The monument to fading 'now' is this:
You were the morning, caressing sunrise
On this sad sailor shipwrecked on your shore
There was a tender healing in your eyes
You sheltered me. What I had been before
Lost meaning. And in the space that was my
Soul — that hollow, empty, longing distance —
You wrote your name and drew me deeper by
Your reckless grace. Conquered my resistance.
And when I asked you how to own this love
You smiled at me and said 'this is enough'.
Dedicated to Brenda Doyle, Rachael's mum d. 1981.

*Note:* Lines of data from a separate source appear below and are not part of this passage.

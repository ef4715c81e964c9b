use std::sync::Arc;

use axum::extract::rejection::JsonRejection;
use axum::extract::{Path, State};
use axum::http::StatusCode;
use axum::routing::{patch, post};
use axum::Json;
use axum::Router;
use chrono::Utc;
use serde::Deserialize;
use uuid::Uuid;

use crate::api::rest::json_body;
use crate::error::AppError;
use crate::models::fleet::{Driver, DriverStatus, Vehicle, VehicleStatus};
use crate::state::AppState;
use crate::store::FleetDirectory;

pub fn router() -> Router<Arc<AppState>> {
    Router::new()
        .route(
            "/groups/:group_id/drivers",
            post(create_driver).get(list_drivers),
        )
        .route(
            "/groups/:group_id/drivers/:driver_id/status",
            patch(update_driver_status),
        )
        .route(
            "/groups/:group_id/vehicles",
            post(create_vehicle).get(list_vehicles),
        )
        .route(
            "/groups/:group_id/vehicles/:vehicle_id/status",
            patch(update_vehicle_status),
        )
}

#[derive(Deserialize)]
pub struct CreateDriverRequest {
    pub name: String,
    pub status: Option<DriverStatus>,
    pub enabled: Option<bool>,
}

#[derive(Deserialize)]
pub struct CreateVehicleRequest {
    pub name: String,
    pub plate: String,
    pub status: Option<VehicleStatus>,
    pub enabled: Option<bool>,
}

#[derive(Deserialize)]
pub struct UpdateDriverStatusRequest {
    pub status: DriverStatus,
    pub enabled: Option<bool>,
}

#[derive(Deserialize)]
pub struct UpdateVehicleStatusRequest {
    pub status: VehicleStatus,
    pub enabled: Option<bool>,
}

async fn create_driver(
    State(state): State<Arc<AppState>>,
    Path(group_id): Path<Uuid>,
    payload: Result<Json<CreateDriverRequest>, JsonRejection>,
) -> Result<(StatusCode, Json<Driver>), AppError> {
    let payload = json_body(payload)?;
    if payload.name.trim().is_empty() {
        return Err(AppError::Validation("name cannot be empty".to_string()));
    }

    let driver = Driver {
        id: Uuid::new_v4(),
        group_id,
        name: payload.name.trim().to_string(),
        status: payload.status.unwrap_or(DriverStatus::Active),
        enabled: payload.enabled.unwrap_or(true),
        updated_at: Utc::now(),
    };

    state.fleet.upsert_driver(driver.clone());
    Ok((StatusCode::CREATED, Json(driver)))
}

async fn list_drivers(
    State(state): State<Arc<AppState>>,
    Path(group_id): Path<Uuid>,
) -> Result<Json<Vec<Driver>>, AppError> {
    let mut drivers = state.fleet.list_drivers(group_id).await?;
    drivers.sort_by(|a, b| a.name.cmp(&b.name));
    Ok(Json(drivers))
}

async fn update_driver_status(
    State(state): State<Arc<AppState>>,
    Path((group_id, driver_id)): Path<(Uuid, Uuid)>,
    payload: Result<Json<UpdateDriverStatusRequest>, JsonRejection>,
) -> Result<Json<Driver>, AppError> {
    let payload = json_body(payload)?;
    let not_found = || AppError::NotFound(format!("driver {driver_id} not found"));

    state
        .fleet
        .get_driver(driver_id)
        .await?
        .filter(|driver| driver.group_id == group_id)
        .ok_or_else(not_found)?;

    let driver = state
        .fleet
        .set_driver_status(driver_id, payload.status, payload.enabled)
        .ok_or_else(not_found)?;
    Ok(Json(driver))
}

async fn create_vehicle(
    State(state): State<Arc<AppState>>,
    Path(group_id): Path<Uuid>,
    payload: Result<Json<CreateVehicleRequest>, JsonRejection>,
) -> Result<(StatusCode, Json<Vehicle>), AppError> {
    let payload = json_body(payload)?;
    if payload.name.trim().is_empty() {
        return Err(AppError::Validation("name cannot be empty".to_string()));
    }
    if payload.plate.trim().is_empty() {
        return Err(AppError::Validation("plate cannot be empty".to_string()));
    }

    let vehicle = Vehicle {
        id: Uuid::new_v4(),
        group_id,
        name: payload.name.trim().to_string(),
        plate: payload.plate.trim().to_uppercase(),
        status: payload.status.unwrap_or(VehicleStatus::Active),
        enabled: payload.enabled.unwrap_or(true),
        updated_at: Utc::now(),
    };

    state.fleet.upsert_vehicle(vehicle.clone());
    Ok((StatusCode::CREATED, Json(vehicle)))
}

async fn list_vehicles(
    State(state): State<Arc<AppState>>,
    Path(group_id): Path<Uuid>,
) -> Result<Json<Vec<Vehicle>>, AppError> {
    let mut vehicles = state.fleet.list_vehicles(group_id).await?;
    vehicles.sort_by(|a, b| a.name.cmp(&b.name));
    Ok(Json(vehicles))
}

async fn update_vehicle_status(
    State(state): State<Arc<AppState>>,
    Path((group_id, vehicle_id)): Path<(Uuid, Uuid)>,
    payload: Result<Json<UpdateVehicleStatusRequest>, JsonRejection>,
) -> Result<Json<Vehicle>, AppError> {
    let payload = json_body(payload)?;
    let not_found = || AppError::NotFound(format!("vehicle {vehicle_id} not found"));

    state
        .fleet
        .get_vehicle(vehicle_id)
        .await?
        .filter(|vehicle| vehicle.group_id == group_id)
        .ok_or_else(not_found)?;

    let vehicle = state
        .fleet
        .set_vehicle_status(vehicle_id, payload.status, payload.enabled)
        .ok_or_else(not_found)?;
    Ok(Json(vehicle))
}
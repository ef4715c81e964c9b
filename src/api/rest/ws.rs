use std::sync::Arc;

use axum::extract::ws::rejection::WebSocketUpgradeRejection;
use axum::extract::ws::{Message, WebSocket, WebSocketUpgrade};
use axum::extract::{Path, State};
use axum::http::HeaderMap;
use axum::response::{IntoResponse, Response};
use futures::SinkExt;
use futures::StreamExt;
use tokio::sync::broadcast::error::RecvError;
use tracing::{info, warn};
use uuid::Uuid;

use crate::api::rest::authorize;
use crate::auth::Permission;
use crate::error::AppError;
use crate::models::audit::AuditEvent;
use crate::state::AppState;

/// Streams the group's audit events to the connected console as JSON text frames.
///
/// The actor is checked before the upgrade is attempted.
pub async fn ws_handler(
    State(state): State<Arc<AppState>>,
    Path(group_id): Path<Uuid>,
    headers: HeaderMap,
    ws: Result<WebSocketUpgrade, WebSocketUpgradeRejection>,
) -> Result<Response, AppError> {
    let actor_id = authorize(&state, &headers, group_id, Permission::AssignmentsView).await?;

    let ws = match ws {
        Ok(ws) => ws,
        Err(rejection) => return Ok(rejection.into_response()),
    };
    Ok(ws
        .on_upgrade(move |socket| handle_socket(socket, state, group_id, actor_id))
        .into_response())
}

fn visible_in_group(event: &AuditEvent, group_id: Uuid) -> bool {
    event.group_id == group_id
}

async fn handle_socket(socket: WebSocket, state: Arc<AppState>, group_id: Uuid, actor_id: Uuid) {
    let (mut sender, mut receiver) = socket.split();
    let mut rx = state.audit_events_tx.subscribe();

    info!(%group_id, %actor_id, "audit stream client connected");

    let send_task = tokio::spawn(async move {
        loop {
            let event = match rx.recv().await {
                Ok(event) => event,
                Err(RecvError::Lagged(skipped)) => {
                    warn!(skipped, "audit stream client lagged");
                    continue;
                }
                Err(RecvError::Closed) => break,
            };
            if !visible_in_group(&event, group_id) {
                continue;
            }

            let json = match serde_json::to_string(&event) {
                Ok(json) => json,
                Err(err) => {
                    warn!(error = %err, "failed to serialize audit event for ws");
                    continue;
                }
            };

            if sender.send(Message::Text(json)).await.is_err() {
                break;
            }
        }
    });

    let recv_task = tokio::spawn(async move {
        while let Some(Ok(_msg)) = receiver.next().await {}
    });

    tokio::select! {
        _ = send_task => {},
        _ = recv_task => {},
    }

    info!(%group_id, "audit stream client disconnected");
}
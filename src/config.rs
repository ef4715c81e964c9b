use std::env;
use std::time::Duration;

use uuid::Uuid;

use crate::error::AppError;

#[derive(Debug, Clone, Copy, PartialEq, Eq)]
pub enum LogFormat {
    Compact,
    Json,
}

#[derive(Debug, Clone)]
pub struct Config {
    pub http_port: u16,
    pub log_level: String,
    pub log_format: LogFormat,
    pub audit_buffer_size: usize,
    pub operation_timeout: Option<Duration>,
    /// Actor granted every permission in one group at startup.
    pub admin: Option<AdminGrant>,
}

#[derive(Debug, Clone, Copy, PartialEq, Eq)]
pub struct AdminGrant {
    pub actor_id: Uuid,
    pub group_id: Uuid,
}

impl Config {
    pub fn from_env() -> Result<Self, AppError> {
        let _ = dotenvy::dotenv();

        let timeout_ms: u64 = parse_or_default("OPERATION_TIMEOUT_MS", 5_000)?;
        let audit_buffer_size =
            validate_buffer_size(parse_or_default("AUDIT_BUFFER_SIZE", 1024)?)?;

        Ok(Self {
            http_port: parse_or_default("HTTP_PORT", 3000)?,
            log_level: env::var("LOG_LEVEL").unwrap_or_else(|_| "info".to_string()),
            log_format: parse_log_format(env::var("LOG_FORMAT").ok().as_deref())?,
            audit_buffer_size,
            operation_timeout: (timeout_ms > 0).then(|| Duration::from_millis(timeout_ms)),
            admin: parse_admin_grant(
                env::var("ADMIN_ACTOR_ID").ok().as_deref(),
                env::var("ADMIN_GROUP_ID").ok().as_deref(),
            )?,
        })
    }
}

fn validate_buffer_size(size: usize) -> Result<usize, AppError> {
    if size == 0 {
        return Err(AppError::Internal(
            "invalid AUDIT_BUFFER_SIZE: must be > 0".to_string(),
        ));
    }
    Ok(size)
}

fn parse_admin_grant(
    actor: Option<&str>,
    group: Option<&str>,
) -> Result<Option<AdminGrant>, AppError> {
    let actor = actor.map(str::trim).filter(|raw| !raw.is_empty());
    let group = group.map(str::trim).filter(|raw| !raw.is_empty());
    match (actor, group) {
        (None, None) => Ok(None),
        (Some(actor), Some(group)) => Ok(Some(AdminGrant {
            actor_id: parse_uuid("ADMIN_ACTOR_ID", actor)?,
            group_id: parse_uuid("ADMIN_GROUP_ID", group)?,
        })),
        _ => Err(AppError::Internal(
            "ADMIN_ACTOR_ID and ADMIN_GROUP_ID must be set together".to_string(),
        )),
    }
}

fn parse_uuid(key: &str, raw: &str) -> Result<Uuid, AppError> {
    Uuid::parse_str(raw).map_err(|err| AppError::Internal(format!("invalid {key}: {err}")))
}

fn parse_log_format(raw: Option<&str>) -> Result<LogFormat, AppError> {
    match raw.map(str::trim) {
        None | Some("") | Some("compact") => Ok(LogFormat::Compact),
        Some("json") => Ok(LogFormat::Json),
        Some(other) => Err(AppError::Internal(format!(
            "invalid LOG_FORMAT: {other}, expected compact/json"
        ))),
    }
}

fn parse_or_default<T>(key: &str, default: T) -> Result<T, AppError>
where
    T: std::str::FromStr,
    T::Err: std::fmt::Display,
{
    match env::var(key) {
        Ok(raw) => raw
            .parse::<T>()
            .map_err(|err| AppError::Internal(format!("invalid {key}: {err}"))),
        Err(_) => Ok(default),
    }
}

My monument for you is wet tears. I
Mark the place in me; feel the space in me
Demand that time will not erase from me
The fragments of our hurried last goodbye.
Never again will I be gathered up
In you; enfolded, sleeping, in your bed.
Now somehow circumstance has put a stop
To you; I grasp at sentences unsaid.
My eulogy for you was raw pain. I
Learned lines for you, committed crimes for you
Desperately acted out my time for you
In search of love's approval in your eyes.
My gift for you is this child. He healed me.
I will recapture all you left for me.
To absence.
Beauty understood because it's absent
Like god, democracy or maybe joy
Half-grasped in an existential insight —
Fleeting, elusive. Hunger for the not.
So confounds me when it, clothed in present
Tenses, conspires — eliminates, destroys
The fledgling yearning birthed in half-light
The lingering cadence of the song forgot.
Your voice should not be whispering, for its sound
Might disappoint the longing in my ear
Your eyes should not be smiling, for around
My need, my hunger, you might disappear.
When you were gone I loved you dearly
As you approach I cannot see you clearly.